You know the rules: keep backstory to a minimum.
And that’s a good rule. I really don’t need to know that Jack Bauer was beat up in the 2nd grade by the 4th grade girl he had a crush on. I just need to know the guy’s got issues. The writers of 24 did (insert magic here) to make Jack a believable protagonist. I know it’s there, I just can’t say where.
That’s what hidden backstory is: the magic that makes it real.
This link has been floating around on facebook. It’s the backstory behind Toy Story. The theory (unconfirmed by the writers) is that Andy’s mom is the little girl from Toy Story 2 who gave up Jessie. The writer of the blog does a great job of piecing together his facts. Andy’s hat, the flashback from TS2, etc. It all fits.
Now, it’s unlikely that any of us watched Toy Story 2 and managed to piece all that together (unless you really, really need to get a girlfriend). That backstory was never, ever given to us in any of the Toy Story movies, not even in snippets.
But did the Pixar writers plan all that backstory? My guess is “yes.”
So why didn’t they clue us in on their genius? The same reason a magician doesn’t tell you how a trick was done. Never give up the secret to your magic.
“But Ron,” you quip, complain, or object, “that’s different. Stories should be told. Nothing left out.”
Why? Would TS1, 2, or 3 have been any better had you known that secret? I don’t think so. But a part of you knew the story was much deeper than what you could see, much like the old iceberg theory–most of it is below the surface.
So this little blog post about Andy’s mom, which may not even be true, but I suspect it is, got me thinking. Where’s my 80% of the iceberg? Have I done enough to create this character and this story world so that I am convinced it could be real? Because if I’m not convinced, I have no right to expect a reader in Santa Fe to be convinced.
Mind you, you or I probably don’t have to actually write one-thousand pages of backstory for a two-hundred page novel, but we can create it in our heads. Just write down the critical points. Think of it as a slide show (a real one, where your dad set up a screen and pulled out your most embarrassing moments for all the neighbors).

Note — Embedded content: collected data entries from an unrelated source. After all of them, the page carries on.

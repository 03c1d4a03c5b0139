// src/assemble.rs
//! Balancer / assembler: the one entry point the storage layer calls.
//!
//! Order of operations:
//! 1) fetch every source concurrently (failures contribute nothing)
//! 2) per source, sort by weighted engagement and take the quota slice
//! 3) trending detection over the combined slices
//! 4) sort trending first (higher count first), then by weighted engagement
//! 5) dedupe, truncate to target
//! 6) backfill from the full fetched pool until target or exhaustion

use futures::future::join_all;
use serde::Serialize;
use std::cmp::Ordering;
use tracing::{debug, info};

use crate::config::{load_config_default, AggregatorConfig};
use crate::dedup::{dedupe, Offer, TopicSet};
use crate::ingest::{build_providers, collect, http::HttpClient, types::SourceProvider, Collected};
use crate::item::{Item, SourceTag};
use crate::trending::detect_trending;

/// A source that could not run this cycle because of its configuration.
#[derive(Debug, Clone, PartialEq, Eq, Serialize)]
pub struct SourceFailure {
    pub source: SourceTag,
    pub error: String,
}

#[derive(Debug, Clone, Default, Serialize)]
pub struct AssemblyReport {
    pub items: Vec<Item>,
    pub config_errors: Vec<SourceFailure>,
    /// Items admitted across all sources before quotas.
    pub fetched: usize,
    pub backfilled: usize,
}

fn by_engagement_desc(a: &Item, b: &Item) -> Ordering {
    b.weighted_score().cmp(&a.weighted_score())
}

fn by_trending_then_engagement(a: &Item, b: &Item) -> Ordering {
    b.trending
        .cmp(&a.trending)
        .then(b.trending_count.unwrap_or(0).cmp(&a.trending_count.unwrap_or(0)))
        .then_with(|| by_engagement_desc(a, b))
        .then(b.created_at.cmp(&a.created_at))
}

/// Fetch all providers concurrently and assemble up to `target` items.
pub async fn assemble(providers: &[Box<dyn SourceProvider>], target: usize) -> AssemblyReport {
    let collected = join_all(providers.iter().map(|p| collect(p.as_ref()))).await;
    balance(collected, target)
}

/// Quota, trending, dedup and backfill over already collected source results.
pub fn balance(collected: Vec<Collected>, target: usize) -> AssemblyReport {
    let mut config_errors = Vec::new();
    let mut slices: Vec<Item> = Vec::new();
    let mut pool: Vec<Item> = Vec::new();

    for c in collected {
        if let Some(e) = c.config_error {
            config_errors.push(SourceFailure {
                source: c.tag.clone(),
                error: e.to_string(),
            });
        }
        let mut items = c.items;
        items.sort_by(by_engagement_desc);
        let take = c.quota.min(items.len());
        debug!(target: "assemble", source = %c.tag, available = items.len(), take, "quota slice");
        slices.extend(items.iter().take(take).cloned());
        pool.extend(items);
    }
    let fetched = pool.len();

    let mut ranked = detect_trending(&slices);
    ranked.sort_by(by_trending_then_engagement);

    let mut kept = dedupe(ranked);
    kept.truncate(target);

    let mut backfilled = 0usize;
    if kept.len() < target {
        let mut set = TopicSet::new();
        for item in kept {
            set.offer(item);
        }

        pool.retain(|item| !set.contains_id(&item.id));
        pool.sort_by(|a, b| by_engagement_desc(a, b).then(b.created_at.cmp(&a.created_at)));

        for item in pool {
            if set.len() >= target {
                break;
            }
            if set.offer(item) == Offer::Kept {
                backfilled += 1;
            }
        }
        metrics::counter!("aggregate_backfill_total").increment(backfilled as u64);
        kept = set.into_items();
    }

    info!(
        target: "assemble",
        fetched,
        slice = slices.len(),
        kept = kept.len(),
        backfilled,
        trending = kept.iter().filter(|i| i.trending).count(),
        target,
        "assembled"
    );

    AssemblyReport {
        items: kept,
        config_errors,
        fetched,
        backfilled,
    }
}

/// Configured set of providers plus the target size.
pub struct Aggregator {
    providers: Vec<Box<dyn SourceProvider>>,
    target_count: usize,
    config_errors: Vec<SourceFailure>,
}

impl Aggregator {
    pub fn new(providers: Vec<Box<dyn SourceProvider>>, target_count: usize) -> Self {
        Self {
            providers,
            target_count,
            config_errors: Vec::new(),
        }
    }

    /// Build providers from config. Sources with invalid config are skipped and
    /// reported with every run.
    pub fn from_config(cfg: &AggregatorConfig) -> anyhow::Result<Self> {
        cfg.validate()?;
        let client = HttpClient::new(&cfg.http)?;
        let (providers, errors) = build_providers(cfg, &client);
        Ok(Self {
            providers,
            target_count: cfg.target_count,
            config_errors: errors
                .into_iter()
                .map(|(source, e)| SourceFailure {
                    source,
                    error: e.to_string(),
                })
                .collect(),
        })
    }

    pub fn target_count(&self) -> usize {
        self.target_count
    }

    pub fn source_count(&self) -> usize {
        self.providers.len()
    }

    /// One full cycle, with the per-source configuration failures.
    pub async fn run(&self) -> AssemblyReport {
        let mut report = assemble(&self.providers, self.target_count).await;
        let mut errors = self.config_errors.clone();
        errors.append(&mut report.config_errors);
        report.config_errors = errors;
        report
    }

    /// The ordered, deduplicated, quota-balanced list for this cycle.
    pub async fn fetch_aggregated_items(&self) -> Vec<Item> {
        self.run().await.items
    }
}

/// Load the default configuration and run one cycle.
pub async fn fetch_aggregated_items() -> anyhow::Result<Vec<Item>> {
    let cfg = load_config_default()?;
    let aggregator = Aggregator::from_config(&cfg)?;
    Ok(aggregator.fetch_aggregated_items().await)
}
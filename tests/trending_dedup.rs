// tests/trending_dedup.rs
use trend_aggregator::dedup::{dedupe, Offer, TopicSet};
use trend_aggregator::trending::{detect_trending, trending_topics};
use trend_aggregator::{Item, SourceTag};

fn item(id: &str, title: &str, source: SourceTag, rank: u32) -> Item {
    Item {
        id: id.to_string(),
        title: title.to_string(),
        source,
        engagement_score: 100,
        comment_count: 10,
        url: format!("https://news.example/{id}"),
        created_at: 1_728_990_000,
        permalink: format!("https://discuss.example/{id}"),
        source_rank: rank,
        trending: false,
        trending_count: None,
    }
}

fn tech() -> SourceTag {
    SourceTag::Subreddit("technology".to_string())
}

#[test]
fn cross_source_story_is_trending_and_kept_once() {
    let items = vec![
        item("a", "Company X launches new AI chip", tech(), 2),
        item("b", "company x launches new ai chip today", SourceTag::HackerNews, 1),
    ];

    let annotated = detect_trending(&items);
    assert!(annotated.iter().all(|i| i.trending));
    assert!(annotated.iter().all(|i| i.trending_count == Some(2)));

    let kept = dedupe(annotated);
    assert_eq!(kept.len(), 1);
    // Both trending; lower source rank wins.
    assert_eq!(kept[0].id, "b");
}

#[test]
fn dedupe_is_deterministic_on_equal_priority() {
    let items = vec![
        item("first", "Browser engine ships faster layout", tech(), 1),
        item("second", "Faster layout ships in browser engine", SourceTag::HackerNews, 1),
    ];
    let kept = dedupe(items.clone());
    assert_eq!(kept.len(), 1);
    assert_eq!(kept[0].id, "first");
    assert_eq!(dedupe(items)[0].id, "first");
}

#[test]
fn three_sources_count_three_and_same_source_does_not_inflate() {
    let pubs = SourceTag::Publication("The Verge".to_string());
    let items = vec![
        item("a", "Company X launches new AI chip", tech(), 1),
        item("a2", "Company X launches new AI chip again", tech(), 2),
        item("b", "Company X launches new AI chip today", SourceTag::HackerNews, 1),
        item("c", "Company X new AI chip launches", pubs, 1),
    ];
    let topics = trending_topics(&items);
    assert_eq!(topics.len(), 1);
    assert_eq!(topics[0].count, 3);

    let annotated = detect_trending(&items);
    assert!(annotated.iter().all(|i| i.trending_count == Some(3)));
}

#[test]
fn single_source_topic_is_not_trending() {
    let items = vec![
        item("a", "Kernel maintainers debate memory safety", tech(), 1),
        item("b", "Kernel maintainers debate memory safety again", tech(), 2),
    ];
    assert!(trending_topics(&items).is_empty());
    assert!(detect_trending(&items).iter().all(|i| !i.trending));
}

#[test]
fn duplicate_url_is_dropped_even_with_distinct_titles() {
    let mut a = item("a", "Quantum computer hits milestone", tech(), 1);
    let mut b = item("b", "Satellite broadband expands coverage", SourceTag::HackerNews, 2);
    a.url = "https://same.example/story".to_string();
    b.url = a.url.clone();

    let mut set = TopicSet::new();
    assert_eq!(set.offer(a), Offer::Kept);
    assert_eq!(set.offer(b), Offer::DuplicateUrl);
    assert_eq!(set.len(), 1);
}

#[test]
fn trending_item_replaces_plain_representative() {
    let plain = item("plain", "Company X launches new AI chip", tech(), 1);
    let trending = item("hot", "Company X launches new AI chip today", SourceTag::HackerNews, 3)
        .with_trending(2);

    let mut set = TopicSet::new();
    assert_eq!(set.offer(plain), Offer::Kept);
    assert_eq!(set.offer(trending), Offer::Replaced(1));
    let ids: Vec<&str> = set.items().map(|i| i.id.as_str()).collect();
    assert_eq!(ids, vec!["hot"]);
}

#[test]
fn output_has_no_pairwise_topic_or_url_duplicates() {
    let titles = [
        "Company X launches new AI chip",
        "Company X launches new AI chip today",
        "Kernel maintainers debate memory safety",
        "Memory safety debate among kernel maintainers",
        "Browser engine ships faster layout",
        "Open source database adds vector search",
        "Vector search added to open source database",
        "Satellite broadband expands coverage",
    ];
    let sources = [tech(), SourceTag::HackerNews, SourceTag::GoogleNews];
    let items: Vec<Item> = titles
        .iter()
        .enumerate()
        .map(|(i, t)| item(&format!("i{i}"), t, sources[i % 3].clone(), (i + 1) as u32))
        .collect();

    let kept = dedupe(detect_trending(&items));
    for (i, a) in kept.iter().enumerate() {
        for b in kept.iter().skip(i + 1) {
            assert_ne!(a.url, b.url);
            assert!(
                !trend_aggregator::same_topic(&a.title, &b.title),
                "{} / {}",
                a.title,
                b.title
            );
        }
    }
    assert_eq!(kept.len(), 5);
    assert_eq!(kept.iter().filter(|i| i.trending).count(), 3);
}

Use the example in the Toy Story blog. The little girl gave up her doll. Man…how could I tie that in to add depth. Hey, let’s set the timetable so that the little girl is Andy’s mom\grandmother\aunt…whatever works best. The key is to tie your characters together.
Maybe your hero, like Jack Bauer (I made that up btw), was beaten up by his crush in elementary school. What would be a wonderful coincidence? What if your hero, a cop, answers a domestic dispute call and finds she still hasn’t changed after all these years. Sounds like a romance in the making to me. Okay, it’s bad, but you get the picture.
Create your hidden backstory like the magician creates his tricks. He knows all the secrets before the final illusion is made public. Do the same with your characters and watch the magic happen!